_Work required_: In the records below, find each line holding the word "Clone" and copy it.

[Records from a dataset]
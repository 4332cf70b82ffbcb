//! Ingest progress reporting.
//!
//! A refresh can take minutes on a large manual (PDF extraction plus one
//! embedding call per batch), so `ask ingest` reports which source is
//! being read and how many chunks have been embedded. Progress goes to
//! **stderr** so stdout remains parseable for scripts.

use std::io::Write;

/// A single progress event for a refresh.
#[derive(Clone, Debug, PartialEq)]
pub enum IngestProgressEvent {
    /// Reading or fetching this source. Total unknown.
    Loading { source: String },
    /// `n` of `total` chunks embedded.
    Embedding { n: u64, total: u64 },
    /// The new index is live.
    Committed { chunks: u64, generation: u64 },
}

pub trait IngestProgressReporter: Send + Sync {
    fn report(&self, event: IngestProgressEvent);
}

/// Human-friendly progress on stderr: "ingest  embedding  1,234 / 5,000 chunks".
pub struct StderrProgress;

impl IngestProgressReporter for StderrProgress {
    fn report(&self, event: IngestProgressEvent) {
        let line = match &event {
            IngestProgressEvent::Loading { source } => {
                format!("ingest  loading  {}\n", source)
            }
            IngestProgressEvent::Embedding { n, total } => format!(
                "ingest  embedding  {} / {} chunks\n",
                format_number(*n),
                format_number(*total)
            ),
            IngestProgressEvent::Committed { chunks, generation } => format!(
                "ingest  done  {} chunks (generation {})\n",
                format_number(*chunks),
                generation
            ),
        };
        let mut stderr = std::io::stderr().lock();
        let _ = stderr.write_all(line.as_bytes());
        let _ = stderr.flush();
    }
}

/// Machine-readable progress: one JSON object per line on stderr.
pub struct JsonProgress;

impl IngestProgressReporter for JsonProgress {
    fn report(&self, event: IngestProgressEvent) {
        let obj = match &event {
            IngestProgressEvent::Loading { source } => serde_json::json!({
                "event": "progress",
                "phase": "loading",
                "source": source
            }),
            IngestProgressEvent::Embedding { n, total } => serde_json::json!({
                "event": "progress",
                "phase": "embedding",
                "n": n,
                "total": total
            }),
            IngestProgressEvent::Committed { chunks, generation } => serde_json::json!({
                "event": "progress",
                "phase": "committed",
                "chunks": chunks,
                "generation": generation
            }),
        };
        if let Ok(line) = serde_json::to_string(&obj) {
            let mut stderr = std::io::stderr().lock();
            let _ = writeln!(stderr, "{}", line);
            let _ = stderr.flush();
        }
    }
}

pub struct NoProgress;

impl IngestProgressReporter for NoProgress {
    fn report(&self, _event: IngestProgressEvent) {}
}

pub fn format_number(n: u64) -> String {
    let s = n.to_string();
    let mut result = String::with_capacity(s.len() + (s.len() - 1) / 3);
    for (i, c) in s.chars().rev().enumerate() {
        if i > 0 && i % 3 == 0 {
            result.push(',');
        }
        result.push(c);
    }
    result.chars().rev().collect()
}

/// Progress mode for the CLI: off, human (stderr), or JSON (stderr).
#[derive(Clone, Copy, Debug, Eq, PartialEq)]
pub enum ProgressMode {
    Off,
    Human,
    Json,
}

impl ProgressMode {
    /// Human progress when stderr is a TTY, otherwise off.
    pub fn default_for_tty() -> Self {
        if atty::is(atty::Stream::Stderr) {
            ProgressMode::Human
        } else {
            ProgressMode::Off
        }
    }

    pub fn reporter(&self) -> Box<dyn IngestProgressReporter> {
        match self {
            ProgressMode::Off => Box::new(NoProgress),
            ProgressMode::Human => Box::new(StderrProgress),
            ProgressMode::Json => Box::new(JsonProgress),
        }
    }
}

_Exercise output_:
#[derive(Clone, Debug, PartialEq)]
#[derive(Clone, Copy, Debug, Eq, PartialEq)]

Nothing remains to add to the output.